▸ Task instructions:
In the records below, which lines include "crate"? Copy them.

(Source data Opens)

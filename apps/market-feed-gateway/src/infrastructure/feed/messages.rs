//! Upstream Wire Messages
//!
//! Serde types for the provider's JSON WebSocket protocol.
//!
//! # Outbound
//!
//! ```json
//! {"event":"login","data":{"apiKey":"..."}}
//! {"event":"subscribe","data":{"ticker":"aapl"}}
//! {"event":"subscribe","data":{"ticker":["aapl","msft"]}}
//! {"event":"unsubscribe","data":{"ticker":["aapl"]}}
//! ```
//!
//! # Inbound
//!
//! ```json
//! {"event":"login","status":200,"message":"Authenticated"}
//! {"s":"aapl","t":1700000000000,"type":"T","lp":185.25,"ls":100}
//! [{"s":"msft","type":"Q","ap":401.1,"as":2,"bp":401.0,"bs":3}, ...]
//! ```

use chrono::{DateTime, Utc};
use rust_decimal::Decimal;
use serde::{Deserialize, Serialize};

use super::codec::CodecError;
use crate::domain::market::{EventTimestamp, MarketRecord, RecordKind, Symbol};

// =============================================================================
// Outbound Messages
// =============================================================================

/// Login request sent right after the transport opens.
#[derive(Debug, Clone, Serialize)]
pub struct LoginRequest {
    event: &'static str,
    data: LoginData,
}

#[derive(Debug, Clone, Serialize)]
struct LoginData {
    #[serde(rename = "apiKey")]
    api_key: String,
}

impl LoginRequest {
    /// Create a login request for an API key.
    #[must_use]
    pub fn new(api_key: impl Into<String>) -> Self {
        Self {
            event: "login",
            data: LoginData {
                api_key: api_key.into(),
            },
        }
    }
}

/// Subscribe or unsubscribe.
#[derive(Debug, Clone, Copy, PartialEq, Eq, Serialize)]
#[serde(rename_all = "lowercase")]
pub enum SubscriptionEvent {
    /// Start receiving symbols.
    Subscribe,
    /// Stop receiving symbols.
    Unsubscribe,
}

/// One symbol as a plain string, several as an array.
#[derive(Debug, Clone, PartialEq, Eq, Serialize)]
#[serde(untagged)]
pub enum TickerList {
    /// Single ticker.
    One(String),
    /// Several tickers.
    Many(Vec<String>),
}

/// Subscription control frame.
#[derive(Debug, Clone, Serialize)]
pub struct SubscriptionRequest {
    /// Subscribe or unsubscribe.
    pub event: SubscriptionEvent,
    /// Ticker payload.
    pub data: TickerData,
}

/// Payload of a [`SubscriptionRequest`].
#[derive(Debug, Clone, Serialize)]
pub struct TickerData {
    /// Tickers to change.
    pub ticker: TickerList,
}

impl SubscriptionRequest {
    /// Subscribe frame. A single symbol is sent as a bare string.
    #[must_use]
    pub fn subscribe(symbols: &[Symbol]) -> Self {
        let ticker = match symbols {
            [only] => TickerList::One(only.to_string()),
            many => TickerList::Many(many.iter().map(ToString::to_string).collect()),
        };
        Self {
            event: SubscriptionEvent::Subscribe,
            data: TickerData { ticker },
        }
    }

    /// Unsubscribe frame. Always an array.
    #[must_use]
    pub fn unsubscribe(symbols: &[Symbol]) -> Self {
        Self {
            event: SubscriptionEvent::Unsubscribe,
            data: TickerData {
                ticker: TickerList::Many(symbols.iter().map(ToString::to_string).collect()),
            },
        }
    }

    /// Tickers carried by this frame.
    #[must_use]
    pub fn tickers(&self) -> Vec<&str> {
        match &self.data.ticker {
            TickerList::One(one) => vec![one.as_str()],
            TickerList::Many(many) => many.iter().map(String::as_str).collect(),
        }
    }
}

// =============================================================================
// Inbound Messages
// =============================================================================

/// Status field of a login acknowledgement: numeric code or text.
#[derive(Debug, Clone, PartialEq, Eq, Deserialize)]
#[serde(untagged)]
pub enum AckStatus {
    /// HTTP-style status code.
    Code(i64),
    /// Free-form status text.
    Text(String),
}

/// Login acknowledgement.
#[derive(Debug, Clone, Default, PartialEq, Eq, Deserialize)]
pub struct LoginAck {
    /// Status code or text.
    #[serde(default)]
    pub status: Option<AckStatus>,
    /// Echoed event name.
    #[serde(default)]
    pub event: Option<String>,
    /// Human-readable message.
    #[serde(default)]
    pub message: Option<String>,
}

/// Non-data control frame (subscription confirmations, heartbeats, notices).
#[derive(Debug, Clone, PartialEq, Eq, Deserialize)]
pub struct ControlEvent {
    /// Event name.
    pub event: String,
    /// Status, if present.
    #[serde(default)]
    pub status: Option<AckStatus>,
    /// Message, if present.
    #[serde(default)]
    pub message: Option<String>,
}

/// One trade/quote/cancel as sent by the provider.
#[derive(Debug, Clone, PartialEq, Eq, Deserialize)]
pub struct DataFrame {
    /// Raw symbol.
    #[serde(rename = "s")]
    pub symbol: String,
    /// Event timestamp.
    #[serde(rename = "t", default)]
    pub timestamp: Option<EventTimestamp>,
    /// Type code (`T`, `Q`, `B`).
    #[serde(rename = "type", default)]
    pub kind: Option<String>,
    /// Last price.
    #[serde(rename = "lp", default)]
    pub last_price: Option<Decimal>,
    /// Last size.
    #[serde(rename = "ls", default)]
    pub last_size: Option<Decimal>,
    /// Ask price.
    #[serde(rename = "ap", default)]
    pub ask_price: Option<Decimal>,
    /// Ask size.
    #[serde(rename = "as", default)]
    pub ask_size: Option<Decimal>,
    /// Bid price.
    #[serde(rename = "bp", default)]
    pub bid_price: Option<Decimal>,
    /// Bid size.
    #[serde(rename = "bs", default)]
    pub bid_size: Option<Decimal>,
}

impl DataFrame {
    /// Convert into a domain record stamped with the receive time.
    ///
    /// # Errors
    ///
    /// Returns [`CodecError::InvalidRecord`] for a blank symbol or a missing
    /// or unknown type code.
    pub fn into_record(self, observed_at: DateTime<Utc>) -> Result<MarketRecord, CodecError> {
        let symbol = Symbol::parse(&self.symbol)
            .map_err(|e| CodecError::InvalidRecord(e.to_string()))?;
        let code = self
            .kind
            .ok_or_else(|| CodecError::InvalidRecord(format!("{symbol}: missing type")))?;
        let kind = RecordKind::from_code(&code)
            .ok_or_else(|| CodecError::InvalidRecord(format!("{symbol}: unknown type {code:?}")))?;

        Ok(MarketRecord {
            symbol,
            event_timestamp: self.timestamp,
            kind,
            last_price: self.last_price,
            last_size: self.last_size,
            ask_price: self.ask_price,
            ask_size: self.ask_size,
            bid_price: self.bid_price,
            bid_size: self.bid_size,
            observed_at,
        })
    }
}

/// Every inbound shape the client understands.
#[derive(Debug)]
pub enum UpstreamFrame {
    /// Reply to the login request.
    LoginAck(LoginAck),
    /// Single data object.
    Data(DataFrame),
    /// Array of data objects; bad elements are reported individually.
    Batch(Vec<Result<DataFrame, CodecError>>),
    /// Any other event.
    ControlEvent(ControlEvent),
}

#[cfg(test)]
mod tests {
    use serde_json::json;

    use super::*;
    use crate::domain::market::normalize_symbols;

    #[test]
    fn login_request_shape() {
        let json = serde_json::to_value(LoginRequest::new("k3y")).unwrap();
        assert_eq!(json, json!({"event":"login","data":{"apiKey":"k3y"}}));
    }

    #[test]
    fn single_symbol_subscribe_is_a_string() {
        let request = SubscriptionRequest::subscribe(&normalize_symbols(&["aapl"]));
        assert_eq!(
            serde_json::to_value(&request).unwrap(),
            json!({"event":"subscribe","data":{"ticker":"AAPL"}})
        );
    }

    #[test]
    fn multi_symbol_subscribe_is_an_array() {
        let request = SubscriptionRequest::subscribe(&normalize_symbols(&["aapl", "msft"]));
        assert_eq!(
            serde_json::to_value(&request).unwrap(),
            json!({"event":"subscribe","data":{"ticker":["AAPL","MSFT"]}})
        );
        assert_eq!(request.tickers(), vec!["AAPL", "MSFT"]);
    }

    #[test]
    fn unsubscribe_is_always_an_array() {
        let request = SubscriptionRequest::unsubscribe(&normalize_symbols(&["aapl"]));
        assert_eq!(
            serde_json::to_value(&request).unwrap(),
            json!({"event":"unsubscribe","data":{"ticker":["AAPL"]}})
        );
    }

    #[test]
    fn data_frame_into_record() {
        let frame: DataFrame = serde_json::from_value(json!({
            "s": "aapl", "t": 1_700_000_000_000_i64, "type": "Q",
            "ap": 185.3, "as": 2, "bp": "185.20", "bs": 5
        }))
        .unwrap();

        let record = frame.into_record(Utc::now()).unwrap();
        assert_eq!(record.symbol.as_str(), "AAPL");
        assert_eq!(record.kind, RecordKind::Quote);
        assert_eq!(record.ask_price, Some(Decimal::new(1853, 1)));
        assert_eq!(record.bid_price, Some(Decimal::new(18520, 2)));
        assert!(record.last_price.is_none());
        assert_eq!(record.event_timestamp, Some(EventTimestamp::Epoch(1_700_000_000_000)));
    }

    #[test]
    fn data_frame_with_unknown_type_is_invalid() {
        let frame: DataFrame = serde_json::from_value(json!({"s":"aapl","type":"Z"})).unwrap();
        assert!(matches!(
            frame.into_record(Utc::now()),
            Err(CodecError::InvalidRecord(_))
        ));

        let frame: DataFrame = serde_json::from_value(json!({"s":"  ","type":"T"})).unwrap();
        assert!(frame.into_record(Utc::now()).is_err());
    }
}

(Source data Closes)

▸ Reply:
use crate::domain::market::{EventTimestamp, MarketRecord, RecordKind, Symbol};
    use crate::domain::market::normalize_symbols;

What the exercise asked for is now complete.